Where do you meet your friends and subjects?
Literally Instagram. Most of the things I’ve done have started from there or have led to something because of Instagram. Not knowing anything before I came to New York, it was crazy how easy it was to just message somebody. All the friends I work with now, I met through Instagram.
But now I feel like I don’t want to post as much on Instagram. I used to love sharing stuff on it but now it feels like a chore. Not because I don’t want to communicate or talk to people but, and maybe I’m wrong, when people meet you they think something of you because of what you’ve put up from Instagram and that’s really scary to me. Like people will look at me and say “you’re killing it” and I’m like I don’t know about that because I’m mentally worried about my visa. I don’t know if I’ll be here next year or where my life’s gonna take me and I’m just thinking about that. Thinking if I’ll have to leave. What I post is just a small part of my life.
How does collaboration with other artists work for you?
I’ve come to realize that the more people you work with the nicer the final product is. You meet people who like the same thing, give a shit about the same thing as you, that’s what makes it worth it.

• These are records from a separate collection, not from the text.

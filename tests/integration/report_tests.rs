//! Report rendering integration tests
//!
//! Checks the rendered table for records produced by a full reporting pass,
//! not hand-built rows.

#[cfg(test)]
mod tests {
    use crate::common::{ModelFactory, StaticUsageSource};
    use bedrock_usage_rs::core::report::{no_usage_message, report_title, ReportScope, UsageTable};
    use bedrock_usage_rs::core::usage::{collect_multi_region, collect_usage, UsageSource};

    #[tokio::test]
    async fn test_default_report_shape() {
        let source = StaticUsageSource::new("us-east-1")
            .with_model(ModelFactory::create("amazon.titan-text-express-v1"), Some(12.0));

        let records = collect_usage(&source, "us-east-1", 30, false).await;
        let rendered = UsageTable::from_records(&records).render();

        assert!(rendered.contains("| Model ID"));
        assert!(rendered.contains("| amazon.titan-text-express-v1 |"));
        assert!(rendered.contains("| 12"));
        assert!(!rendered.contains("Model Name"));
        assert!(!rendered.contains("Region"));
    }

    #[tokio::test]
    async fn test_detailed_report_carries_descriptive_columns() {
        let source = StaticUsageSource::new("us-east-1")
            .with_model(ModelFactory::bare("ai21.j2-ultra-v1"), None);

        let records = collect_usage(&source, "us-east-1", 30, true).await;
        let rendered = UsageTable::from_records(&records).render();

        assert!(rendered.contains("Model Name"));
        assert!(rendered.contains("Output Modality"));
        assert!(rendered.contains("Input Modality"));
        assert!(rendered.contains("N/A"));
    }

    #[tokio::test]
    async fn test_multi_region_report_carries_region_column() {
        let sources: Vec<(String, Box<dyn UsageSource>)> = vec![(
            "ap-northeast-1".to_string(),
            Box::new(
                StaticUsageSource::new("ap-northeast-1")
                    .with_model(ModelFactory::create("model-a"), Some(3.0)),
            ),
        )];

        let records = collect_multi_region(&sources, 30, false).await;
        let rendered = UsageTable::from_records(&records).render();

        assert!(rendered.contains("| Region"));
        assert!(rendered.contains("ap-northeast-1"));
    }

    #[test]
    fn test_scope_messages_name_region_and_window() {
        let single = ReportScope::Region("us-west-2".to_string());
        assert_eq!(
            report_title(&single, 14),
            "AWS Bedrock LLM Usage in us-west-2 (Last 14 days):"
        );
        assert_eq!(
            no_usage_message(&single, 14),
            "No Bedrock LLM usage found in us-west-2 in the last 14 days."
        );
        assert_eq!(
            no_usage_message(&ReportScope::AllRegions, 14),
            "No Bedrock LLM usage found in any region in the last 14 days."
        );
    }
}
//! Live AWS tests, ignored by default

#[cfg(test)]
mod tests {
    use bedrock_usage_rs::core::models::BEDROCK_REGIONS;
    use bedrock_usage_rs::core::usage::{collect_usage, BedrockUsageSource};

    /// Requires real credentials with bedrock:ListFoundationModels and
    /// cloudwatch:GetMetricStatistics in us-east-1.
    #[tokio::test]
    #[ignore]
    async fn test_live_single_region_pass() {
        let region = BEDROCK_REGIONS[0];
        let source = BedrockUsageSource::connect(region).await;

        // Detailed mode so an account with zero usage still yields rows.
        let records = collect_usage(&source, region, 7, true).await;

        for record in &records {
            assert!(!record.model_id.is_empty());
            assert!(record.model_name.is_some());
        }
    }
}
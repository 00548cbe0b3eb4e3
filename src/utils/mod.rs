//! Utility modules for the usage reporter

pub mod error;

pub use error::{Result, UsageError};
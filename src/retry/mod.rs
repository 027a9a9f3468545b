//! Retry driving.
//!
//! ## Contents
//! - [`Retrier`] the reusable driver (backoff + filter + budget + clock)
//! - [`retry`] one-shot convenience entry point
//! - [`RetryFilter`] continue/stop predicate alias

mod retrier;

pub use retrier::{retry, Retrier, RetryFilter};
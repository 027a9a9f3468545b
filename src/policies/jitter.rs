//! # Jitter draws for backoff delays.
//!
//! [`JitterSource`] produces the random fraction applied to a computed
//! backoff delay. Three draw shapes exist, chosen by where the unjittered
//! delay landed relative to the configured envelope:
//!
//! - symmetric: fraction in `[-width, +width]` (delay strictly inside the envelope)
//! - downward: fraction in `[-width, 0]` (delay clamped to the cap)
//! - upward: fraction in `[0, +width]` (delay clamped to the floor)
//!
//! Every draw is mapped from a single unit sample, so a width outside the
//! intended `(0, 1)` domain yields oversized or inverted swings instead of
//! panicking.

use rand::rngs::SmallRng;
use rand::{Rng, SeedableRng};

/// Source of uniform jitter fractions.
///
/// Defaults to the thread-local generator. [`JitterSource::seeded`] swaps in
/// a deterministic stream; cloning a seeded source clones its state, so
/// clones replay the same sequence.
#[derive(Clone, Debug)]
pub(crate) enum JitterSource {
    /// Thread-local generator; clones draw independent streams.
    Thread,
    /// Deterministic stream from a fixed seed.
    Seeded(SmallRng),
}

impl Default for JitterSource {
    fn default() -> Self {
        JitterSource::Thread
    }
}

impl JitterSource {
    pub(crate) fn seeded(seed: u64) -> Self {
        JitterSource::Seeded(SmallRng::seed_from_u64(seed))
    }

    /// Uniform sample on `[0, 1)`.
    fn unit(&mut self) -> f64 {
        match self {
            JitterSource::Thread => rand::rng().random::<f64>(),
            JitterSource::Seeded(rng) => rng.random::<f64>(),
        }
    }

    /// Fraction on `[-width, +width]`.
    pub(crate) fn symmetric(&mut self, width: f64) -> f64 {
        width * (self.unit() - 0.5) * 2.0
    }

    /// Fraction on `[-width, 0]`; used when the delay sits at the cap.
    pub(crate) fn downward(&mut self, width: f64) -> f64 {
        -width * self.unit()
    }

    /// Fraction on `[0, +width]`; used when the delay sits at the floor.
    pub(crate) fn upward(&mut self, width: f64) -> f64 {
        width * self.unit()
    }
}
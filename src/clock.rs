//! # Clock abstraction for timestamps and interruptible sleeps.
//!
//! [`Clock`] is the time collaborator the retry driver runs against:
//! wall-clock timestamps for attempt records, remaining-time queries for
//! the deadline pre-check, and a sleep that cancellation or the deadline
//! can cut short. [`TokioClock`] is the real implementation; tests swap in
//! their own to script time.

use std::time::{Duration, SystemTime};

use async_trait::async_trait;
use tokio::time::{self, Instant};

use crate::context::RetryContext;

/// Time source for a retry run.
///
/// Read-only from the driver's perspective; one instance may be shared by
/// any number of concurrent drivers.
#[async_trait]
pub trait Clock: Send + Sync {
    /// Wall-clock timestamp for attempt records.
    fn now(&self) -> SystemTime;

    /// Remaining time until `deadline`; zero if it already passed.
    fn time_until(&self, deadline: Instant) -> Duration;

    /// Sleeps for `dur`, waking early on cancellation or deadline expiry.
    ///
    /// Returns `true` if the full duration elapsed, `false` if the sleep
    /// was interrupted; on `false` the caller fetches the cause from the
    /// context.
    async fn sleep_for(&self, ctx: &RetryContext, dur: Duration) -> bool;
}

/// Real-time clock backed by the tokio timer.
#[derive(Clone, Copy, Debug, Default)]
pub struct TokioClock;

#[async_trait]
impl Clock for TokioClock {
    fn now(&self) -> SystemTime {
        SystemTime::now()
    }

    fn time_until(&self, deadline: Instant) -> Duration {
        deadline.saturating_duration_since(Instant::now())
    }

    async fn sleep_for(&self, ctx: &RetryContext, dur: Duration) -> bool {
        if ctx.is_cancelled() {
            return false;
        }
        let sleep = time::sleep(dur);
        tokio::pin!(sleep);
        match ctx.deadline() {
            Some(deadline) => {
                tokio::select! {
                    _ = &mut sleep => true,
                    _ = ctx.cancelled() => false,
                    _ = time::sleep_until(deadline) => false,
                }
            }
            None => {
                tokio::select! {
                    _ = &mut sleep => true,
                    _ = ctx.cancelled() => false,
                }
            }
        }
    }
}
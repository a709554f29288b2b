//! Crash report ingestion core.
//!
//! Decodes versioned wire payloads, groups them into persistent issues by a
//! structural fingerprint, and records every occurrence atomically. Intake
//! either calls the [`Dispatcher`] directly or hands payloads to a
//! [`QueueBuffer`] drained by a single [`Worker`].

pub mod codec;
pub mod config;
pub mod dispatcher;
pub mod error;
pub mod fingerprint;
pub mod notify;
pub mod queue;
pub mod store;
pub mod types;
pub mod worker;

pub use config::Config;
pub use dispatcher::Dispatcher;
pub use error::{DecodeError, DecodeStage, IngestError, QueueError, StoreError, WorkerError};
pub use notify::{LogNotifier, Notifier, NotifierSet};
pub use queue::{MemoryQueue, PgQueue, QueueBuffer, SqliteQueue};
pub use store::{AggregationStore, PgStore, SqliteStore, Storage};
pub use types::{Outcome, Protocol, QueueMessage, RawPayload};
pub use worker::{Worker, WorkerReport, WorkerState};
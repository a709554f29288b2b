//! HTTP handlers for the store and envelope endpoints.

use std::sync::Arc;

use axum::body::Bytes;
use axum::extract::{Path, State};
use axum::http::{HeaderMap, StatusCode};
use axum::response::{IntoResponse, Response};
use axum::Json;
use base64::engine::general_purpose::STANDARD;
use base64::Engine;
use ingest_engine::{Protocol, RawPayload};
use tracing::debug;

use crate::error::IntakeError;
use crate::state::{AppState, Intake};
use crate::types::{QueuedResponse, SentryAuth, StoredResponse};

const AUTH_HEADER: &str = "x-sentry-auth";

pub async fn health() -> &'static str {
  "ok"
}

/// `POST /api/store`
pub async fn store(
  State(state): State<Arc<AppState>>,
  headers: HeaderMap,
  body: Bytes,
) -> Result<Response, IntakeError> {
  let raw = store_payload(&headers, body, None);
  accept(&state, raw).await
}

/// `POST /api/:project_id/store`
pub async fn project_store(
  State(state): State<Arc<AppState>>,
  Path(project_id): Path<String>,
  headers: HeaderMap,
  body: Bytes,
) -> Result<Response, IntakeError> {
  let raw = store_payload(&headers, body, Some(project_id));
  accept(&state, raw).await
}

/// `POST /api/:project_id/envelope`. The body is the raw gzip envelope.
pub async fn envelope(
  State(state): State<Arc<AppState>>,
  Path(project_id): Path<String>,
  body: Bytes,
) -> Result<Response, IntakeError> {
  let raw = RawPayload::new(STANDARD.encode(&body), Protocol::Modern).with_project(project_id);
  accept(&state, raw).await
}

/// Legacy clients post base64 text; modern clients hitting the store route post raw bytes.
fn store_payload(headers: &HeaderMap, body: Bytes, project_id: Option<String>) -> RawPayload {
  let auth = headers
    .get(AUTH_HEADER)
    .and_then(|v| v.to_str().ok())
    .map(SentryAuth::parse)
    .unwrap_or_default();
  let protocol = auth.protocol();

  let body = match protocol {
    Protocol::Legacy => body.to_vec(),
    Protocol::Modern => STANDARD.encode(&body).into_bytes(),
  };
  let raw = RawPayload::new(body, protocol);
  match project_id {
    Some(p) => raw.with_project(p),
    None => raw,
  }
}

async fn accept(state: &AppState, raw: RawPayload) -> Result<Response, IntakeError> {
  match &state.intake {
    Intake::Direct(dispatcher) => {
      let outcome = dispatcher.process(&raw).await?;
      state.notifier.dispatch(&outcome);
      Ok((StatusCode::OK, Json(StoredResponse { id: outcome.issue_id })).into_response())
    }
    Intake::Queued(queue) => {
      debug!(protocol = %raw.protocol, bytes = raw.body.len(), "enqueueing payload");
      queue.enqueue(raw.into()).await?;
      Ok((StatusCode::ACCEPTED, Json(QueuedResponse { queued: true })).into_response())
    }
  }
}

Like, for self portraits, I’ll do makeup on myself, but I don’t know how to do that for others when I’m shooting my subjects, really. So I’ll collaborate with makeup artists and stylists. I’ve noticed that the more produced or planned out something is, the better it turns out. I’d rather take the time with it and and have it be worth it. Sometimes people will reach out to me and sometimes it’s the other way round, but it’s definitely a nice feeling to work with others.
And what’s your process like when you plan a project?
I’ve been lucky to be able to manage my own casting. I’ve had creative control. I do like to plan out what I want my story to look like. For instance, I did a project with four South Asian creatives for V Magazine. That was really exciting. But we couldn’t have expected what the final product ended up being. All four artists I interviewed and photographed talked about something so different but so similar at the same time. One talked about colorism, one about self-care, one about how confusing it was to be an ethnic food writer, and so on. But all of it came together in such an interesting way. I just sort of just planned the interview and had an idea of how I wanted to shoot them and then went with the flow.
What kind of people are you hoping to work with in the future?
It’s really all about how I feel around someone. If we get along, and if we have the same intentions with how we want a project to turn out, I’m all set. If we both get mad excited about something – that’s how I know it’ll be fun. And that’s really important. I don’t want any of this to feel like work.
This interview has been edited for length and clarity.